Lucinda Oakley Ogle, my friend

my friend Lucinda lived life fully awake:
rooted in family and honoring the elders’ words
and how they did their best with their lives,
rooted in nature and honoring flowers and fruits,
and how the bear can be trouble in the family,
rooted in the past and the stories that need to be remembered,
rooted in the present and knowing you with love and presence,

Lucinda was a gem,
tumbled all about in mountain realities
where food and resource limited what could be,
the teachers sent into the Smokies 
by the sorority Pi Beta Phi
a literal godsend to her,
as who she was started to realize who she could be,

the gem revealed and sparkling,
like one of her beloved flowers in the spring,

I loved to visit her at her home with my students:
a place rooted in the earth, on the border of the national park,
her yard a garden for the plants she loved so much,
many trees, shrubs, and flowers named on little plaques,
each at home and telling you its story,
including the rare Franklinia tree,
 a favorite for U.T. students to visit,
a simple comfortable home of wood, of logs, wedded to the earth,
built by Lucinda and Earnest, her beloved husband,

on the concrete patio just outside her kitchen
she would welcome us,
regale us with stories,
and give the kids gingerbread men, telling us:
“Eat the head first: then it won’t suffer.”
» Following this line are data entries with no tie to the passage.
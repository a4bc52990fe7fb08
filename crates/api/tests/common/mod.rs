//! Shared helpers for integration tests.
//!
//! `build_test_app` mirrors the router construction in `main.rs` so the
//! tests exercise the same middleware stack (CORS, request ID, timeout,
//! tracing, panic recovery) that production uses, with the upstream
//! transport replaced by a canned double.

use std::sync::{Arc, Mutex};
use std::time::Duration;

use async_trait::async_trait;
use axum::body::Body;
use axum::http::header::CONTENT_TYPE;
use axum::http::{HeaderName, Method, Request, StatusCode};
use axum::response::Response;
use axum::Router;
use http_body_util::BodyExt;
use tower::ServiceExt;
use tower_http::catch_panic::CatchPanicLayer;
use tower_http::cors::CorsLayer;
use tower_http::request_id::{MakeRequestUuid, PropagateRequestIdLayer, SetRequestIdLayer};
use tower_http::timeout::TimeoutLayer;
use tower_http::trace::{DefaultMakeSpan, DefaultOnResponse, TraceLayer};
use tracing::Level;

use catalog_api::config::ServerConfig;
use catalog_api::state::AppState;
use catalog_api::{graphql, routes};
use catalog_rawg::{HttpFetch, RawgClient, RawgError};

/// Test transport replaying a fixed upstream response for every request.
pub struct CannedFetch {
    response: Result<String, u16>,
    pub urls: Mutex<Vec<String>>,
}

impl CannedFetch {
    /// Succeed every request with `body`.
    pub fn ok(body: &str) -> Arc<Self> {
        Arc::new(Self {
            response: Ok(body.to_string()),
            urls: Mutex::new(Vec::new()),
        })
    }

    /// Fail every request with the given upstream status.
    pub fn failing(status: u16) -> Arc<Self> {
        Arc::new(Self {
            response: Err(status),
            urls: Mutex::new(Vec::new()),
        })
    }
}

#[async_trait]
impl HttpFetch for CannedFetch {
    async fn get(&self, url: &str) -> Result<String, RawgError> {
        self.urls.lock().unwrap().push(url.to_string());
        match &self.response {
            Ok(body) => Ok(body.clone()),
            Err(status) => Err(RawgError::Status {
                status: *status,
                body: "upstream failure".to_string(),
            }),
        }
    }
}

/// Build a test `ServerConfig` with safe defaults.
pub fn test_config() -> ServerConfig {
    ServerConfig {
        host: "127.0.0.1".to_string(),
        port: 0,
        cors_origins: vec!["http://localhost:5173".to_string()],
        request_timeout_secs: 30,
        rawg_api_key: "test-key".to_string(),
        rawg_base_url: "http://rawg.test/api".to_string(),
    }
}

/// Build the full application router with all middleware layers, using the
/// given upstream transport.
pub fn build_test_app(fetch: Arc<dyn HttpFetch>) -> Router {
    let config = test_config();

    let client = Arc::new(RawgClient::new(
        fetch,
        config.rawg_base_url.clone(),
        config.rawg_api_key.clone(),
    ));
    let schema = graphql::build_schema(client);

    let state = AppState {
        schema,
        config: Arc::new(config),
    };

    let cors = CorsLayer::new()
        .allow_origin(["http://localhost:5173".parse().unwrap()])
        .allow_methods([Method::GET, Method::POST])
        .allow_headers([CONTENT_TYPE])
        .max_age(Duration::from_secs(3600));

    let request_id_header = HeaderName::from_static("x-request-id");

    Router::new()
        .merge(routes::health::router())
        .merge(graphql::router())
        .layer(CatchPanicLayer::new())
        .layer(TimeoutLayer::with_status_code(
            StatusCode::REQUEST_TIMEOUT,
            Duration::from_secs(30),
        ))
        .layer(PropagateRequestIdLayer::new(request_id_header.clone()))
        .layer(
            TraceLayer::new_for_http()
                .make_span_with(DefaultMakeSpan::new().level(Level::INFO))
                .on_response(DefaultOnResponse::new().level(Level::INFO)),
        )
        .layer(SetRequestIdLayer::new(request_id_header, MakeRequestUuid))
        .layer(cors)
        .with_state(state)
}

/// Issue a GET request against the app.
pub async fn get(app: Router, uri: &str) -> Response {
    app.oneshot(
        Request::builder()
            .method(Method::GET)
            .uri(uri)
            .body(Body::empty())
            .unwrap(),
    )
    .await
    .unwrap()
}

/// POST a GraphQL query to `/graphql`.
pub async fn post_graphql(app: Router, query: &str) -> Response {
    let body = serde_json::json!({ "query": query }).to_string();
    app.oneshot(
        Request::builder()
            .method(Method::POST)
            .uri("/graphql")
            .header(CONTENT_TYPE, "application/json")
            .body(Body::from(body))
            .unwrap(),
    )
    .await
    .unwrap()
}

/// Collect a response body and parse it as JSON.
pub async fn body_json(response: Response) -> serde_json::Value {
    let bytes = response.into_body().collect().await.unwrap().to_bytes();
    serde_json::from_slice(&bytes).unwrap()
}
on the patio her bird feeders called to her feathered friends,
sometimes bears answered, and her indignance
could have her out the kitchen door with a broom,
shooing them away,

a Taoist meditation I use
advises that those who get close to the Tao
“in their dwelling they love the earth,”

Lucinda loved the earth,
and rooted herself in the best,
after her death, her daughter sold the house for a million dollars,
the new owners did not love the earth
and destroyed house, yard, and garden,
they built one ugly condomenium,
seemed to have plans for more,
and today the place is a blight,

now Lucinda’s harmony is within those of us who knew her
and not in the part of the earth where her home once lived a rooted fullness.